The Missouri Court of Appeals, in Anslinger v. Christian Hospital Northeast-Northwest, No. ED111387, 2024 Mo. App. LEXIS 32, (Mo. App. E.D. Jan 23, 2024), recently released an opinion interpreting the open and obvious hazard defense. The defendant argued that the plaintiff’s testimony established that a wrinkled floor mat was an “open and obvious hazard” as a matter of law, thus entitling the defendant to a directed verdict. The defendant’s argument was based primarily the following exchange during the plaintiff’s cross examination at trial.
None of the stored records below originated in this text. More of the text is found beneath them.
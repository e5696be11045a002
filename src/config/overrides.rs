//! Command-line overrides and suite selection

use std::time::Duration;

use super::target::{Config, ConfigError};
use crate::probes::{DEFAULT_SUITE, SUITES, SuitePlan, registry::get_suite};

/// Target settings given on the command line; `None` keeps the file value
#[derive(Debug, Clone, Default)]
pub struct TargetOverrides {
    pub base_url: Option<String>,
    pub origin: Option<String>,
    /// Raw `Name: value` strings
    pub headers: Vec<String>,
    /// Duration such as `10s` or `500ms`
    pub timeout: Option<String>,
}

impl Config {
    /// Layer command-line values over the loaded target
    pub fn apply_overrides(&mut self, overrides: TargetOverrides) -> Result<(), ConfigError> {
        if let Some(base_url) = overrides.base_url {
            self.target.base_url = base_url;
        }
        if let Some(origin) = overrides.origin {
            self.target.origin = origin;
        }
        if let Some(timeout) = overrides.timeout {
            self.target.timeout = parse_timeout(&timeout)?;
        }
        for raw in &overrides.headers {
            let (name, value) = parse_header(raw)?;
            self.target.headers.insert(name, value);
        }
        Ok(())
    }

    /// Pick the suite to run
    ///
    /// The explicit name wins, then `default_suite`, then the built-in
    /// default. Suites declared in the file shadow built-ins of the same name.
    pub fn resolve_plan(&self, suite: Option<&str>) -> Result<SuitePlan, ConfigError> {
        let name = suite
            .or(self.default_suite.as_deref())
            .unwrap_or(DEFAULT_SUITE);

        if let Some(custom) = self.suite(name) {
            return Ok(custom.to_plan(name));
        }
        if let Some(builtin) = get_suite(name) {
            return Ok(builtin.plan(&self.target));
        }

        let mut available: Vec<String> = SUITES.keys().map(|k| k.to_string()).collect();
        available.extend(
            self.suites
                .keys()
                .filter(|k| !SUITES.contains_key(k.as_str()))
                .cloned(),
        );
        Err(ConfigError::UnknownSuite {
            name: name.to_string(),
            available,
        })
    }
}

/// Split `Name: value` on the first colon, so values may contain colons
pub fn parse_header(raw: &str) -> Result<(String, String), ConfigError> {
    match raw.split_once(':') {
        Some((name, value)) if !name.trim().is_empty() => {
            Ok((name.trim().to_string(), value.trim().to_string()))
        }
        _ => Err(ConfigError::InvalidHeader(raw.to_string())),
    }
}

pub fn parse_timeout(raw: &str) -> Result<Duration, ConfigError> {
    humantime::parse_duration(raw).map_err(|source| ConfigError::InvalidTimeout {
        value: raw.to_string(),
        source,
    })
}
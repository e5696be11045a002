//! railcheck - deployment verification harness
//!
//! Runs an ordered list of HTTP probes against a deployed service, checks
//! each response against declared expectations and folds everything into a
//! single pass/fail verdict suitable for a CI or deploy gate.
//!
//! ## Modules
//!
//! - [`client`] - HTTP transport seam and captured response types
//! - [`probes`] - probe descriptors, validators and built-in suites
//! - [`runner`] - sequential execution and the aggregate report
//! - [`report`] - human-readable and JSON output
//! - [`config`] - target configuration and YAML-defined suites

pub mod client;
pub mod config;
pub mod probes;
pub mod report;
pub mod runner;
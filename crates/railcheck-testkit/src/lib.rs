//! railcheck test kit
//!
//! Stub HTTP targets for exercising the harness end to end without a real
//! deployment.
//!
//! # Example
//!
//! ```no_run
//! use railcheck_testkit::stub::{StubResponse, StubRoutes, StubServer};
//! use serde_json::json;
//!
//! # async fn example() -> std::io::Result<()> {
//! let routes = StubRoutes::new()
//!     .get("/health", StubResponse::json(json!({"status": "ok"})));
//! let server = StubServer::start(routes).await?;
//!
//! // Point the harness at server.base_url()
//! println!("{}", server.base_url());
//! # Ok(())
//! # }
//! ```

pub mod stub;

pub use stub::{RecordedRequest, StubResponse, StubRoutes, StubServer, unused_local_url};
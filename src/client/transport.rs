//! HTTP transport
//!
//! The executor never talks to `reqwest` directly. It goes through the
//! [`Transport`] trait so tests can substitute scripted responses, and all
//! error classification happens here, once, at the boundary.

use async_trait::async_trait;
use reqwest::Client;
use std::error::Error as _;
use thiserror::Error;

use super::types::{CapturedResponse, FailureKind, ProbeRequest, ResponseBody, ResponseHeaders};

/// User agent sent with every probe
const USER_AGENT: &str = concat!("railcheck/", env!("CARGO_PKG_VERSION"));

/// Largest response body kept in memory; anything beyond is dropped
pub const DEFAULT_BODY_LIMIT: usize = 1024 * 1024;

/// A request that produced no HTTP response
#[derive(Debug, Clone, Error, PartialEq, Eq)]
#[error("{kind}: {message}")]
pub struct TransportError {
    pub kind: FailureKind,
    pub message: String,
}

impl TransportError {
    pub fn new(kind: FailureKind, message: impl Into<String>) -> Self {
        Self {
            kind,
            message: message.into(),
        }
    }

    /// Classify a `reqwest` error and capture its full diagnostic chain
    pub fn from_reqwest(err: &reqwest::Error) -> Self {
        Self::new(classify(err), error_chain(err))
    }
}

/// The HTTP client capability used by the probe executor
///
/// Implementations perform exactly one attempt per call. Any status code is
/// a successful exchange; only failures to obtain a response are errors.
#[async_trait]
pub trait Transport: Send + Sync {
    async fn send(&self, request: &ProbeRequest) -> Result<CapturedResponse, TransportError>;
}

/// [`Transport`] backed by a `reqwest` client
///
/// # Example
/// ```no_run
/// use railcheck::client::ReqwestTransport;
///
/// # fn example() -> Result<(), Box<dyn std::error::Error>> {
/// let transport = ReqwestTransport::new()?;
/// # Ok(())
/// # }
/// ```
#[derive(Debug, Clone)]
pub struct ReqwestTransport {
    client: Client,
    body_limit: usize,
}

impl ReqwestTransport {
    /// Build a transport with the default client settings
    pub fn new() -> Result<Self, TransportError> {
        let client = Client::builder()
            .user_agent(USER_AGENT)
            .build()
            .map_err(|e| TransportError::from_reqwest(&e))?;
        Ok(Self::with_client(client))
    }

    /// Use a preconfigured client
    pub fn with_client(client: Client) -> Self {
        Self {
            client,
            body_limit: DEFAULT_BODY_LIMIT,
        }
    }

    /// Cap the bytes read from each response body
    ///
    /// A longer body is cut at the limit and kept as text.
    pub fn with_body_limit(mut self, limit: usize) -> Self {
        self.body_limit = limit;
        self
    }
}

#[async_trait]
impl Transport for ReqwestTransport {
    async fn send(&self, request: &ProbeRequest) -> Result<CapturedResponse, TransportError> {
        let mut builder = self
            .client
            .request(request.method.to_reqwest(), request.url.clone())
            .timeout(request.timeout);
        for (name, value) in &request.headers {
            builder = builder.header(name.as_str(), value.as_str());
        }

        let response = builder
            .send()
            .await
            .map_err(|e| TransportError::from_reqwest(&e))?;

        let status = response.status().as_u16();
        let mut headers = ResponseHeaders::new();
        for (name, value) in response.headers() {
            headers.append(name.as_str(), String::from_utf8_lossy(value.as_bytes()));
        }

        let body = read_body(response, self.body_limit)
            .await
            .map_err(|e| TransportError::from_reqwest(&e))?;

        Ok(CapturedResponse {
            status,
            headers,
            body,
        })
    }
}

/// Read at most `limit` bytes of the body, chunk by chunk
async fn read_body(
    mut response: reqwest::Response,
    limit: usize,
) -> Result<ResponseBody, reqwest::Error> {
    let mut bytes = Vec::new();
    while let Some(chunk) = response.chunk().await? {
        let room = limit - bytes.len();
        if chunk.len() > room {
            bytes.extend_from_slice(&chunk[..room]);
            tracing::debug!(limit, "Response body truncated");
            return Ok(ResponseBody::truncated(&bytes));
        }
        bytes.extend_from_slice(&chunk);
    }
    Ok(ResponseBody::decode(&bytes))
}

/// Map a `reqwest` error onto the fixed failure taxonomy
fn classify(err: &reqwest::Error) -> FailureKind {
    if err.is_timeout() {
        return FailureKind::Timeout;
    }

    let mut source = err.source();
    while let Some(cause) = source {
        if let Some(io) = cause.downcast_ref::<std::io::Error>() {
            match io.kind() {
                std::io::ErrorKind::ConnectionRefused => return FailureKind::ConnectionRefused,
                std::io::ErrorKind::TimedOut => return FailureKind::Timeout,
                _ => {}
            }
        }
        source = cause.source();
    }

    classify_message(&error_chain(err)).unwrap_or(FailureKind::Other)
}

/// Fallback classification from diagnostic text
///
/// hyper reports resolver failures as opaque boxed errors, so the text is the
/// only reliable signal for DNS problems.
fn classify_message(chain: &str) -> Option<FailureKind> {
    let lower = chain.to_ascii_lowercase();
    if lower.contains("dns error")
        || lower.contains("failed to lookup address")
        || lower.contains("name or service not known")
        || lower.contains("no such host")
    {
        Some(FailureKind::NameResolutionFailure)
    } else if lower.contains("connection refused") {
        Some(FailureKind::ConnectionRefused)
    } else if lower.contains("timed out") {
        Some(FailureKind::Timeout)
    } else {
        None
    }
}

/// Render an error and all of its sources as `outer: inner: root`
fn error_chain(err: &(dyn std::error::Error + 'static)) -> String {
    let mut message = err.to_string();
    let mut source = err.source();
    while let Some(cause) = source {
        let text = cause.to_string();
        if !message.contains(&text) {
            message.push_str(": ");
            message.push_str(&text);
        }
        source = cause.source();
    }
    message
}

#[cfg(test)]
mod tests {
    use super::*;

    #[test]
    fn test_classify_dns_message() {
        assert_eq!(
            classify_message("error sending request: client error (Connect): dns error: failed to lookup address information: Name or service not known"),
            Some(FailureKind::NameResolutionFailure)
        );
    }

    #[test]
    fn test_classify_refused_message() {
        assert_eq!(
            classify_message("error sending request: tcp connect error: Connection refused (os error 111)"),
            Some(FailureKind::ConnectionRefused)
        );
    }

    #[test]
    fn test_classify_unknown_message() {
        assert_eq!(classify_message("invalid certificate"), None);
    }

    #[test]
    fn test_error_chain_includes_sources() {
        let inner = std::io::Error::new(std::io::ErrorKind::ConnectionRefused, "refused");
        let outer = std::io::Error::other(inner);
        let chain = error_chain(&outer);
        assert!(chain.contains("refused"));
    }

    #[test]
    fn test_transport_error_display() {
        let err = TransportError::new(FailureKind::ConnectionRefused, "tcp connect error");
        assert_eq!(err.to_string(), "connection refused: tcp connect error");
    }

    #[test]
    fn test_transport_creation() {
        assert!(ReqwestTransport::new().is_ok());
    }
}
[Opposing Counsel:] You saw those mats as you were walking up to the vestibule . . . correct?
[Plaintiff:] Yes.
. . . .
[Opposing Counsel:] Had you been looking straight down, you would have seen this [fold in the mat] because this is open and obvious, right?
[Plaintiff:] Yes.
In holding that the plaintiff’s testimony was insufficient to establish the wrinkled floor mat was open and obvious as a matter of law and that the trial court did not err in denying the defendant’s request for a directed verdict, the Court analyzed prior cases that considered the “open and obvious hazard” issue. From its review of other cases, the Court of Appeals summarized an important principal regarding the “open and obvious danger” defense in a premises liability lawsuit:
[S]imply because a defendant presents evidence indicating a plaintiff could have seen an unobscured dangerous condition does not mean the condition is necessarily open and obvious as a matter of law.
So, business owners, mind your mats!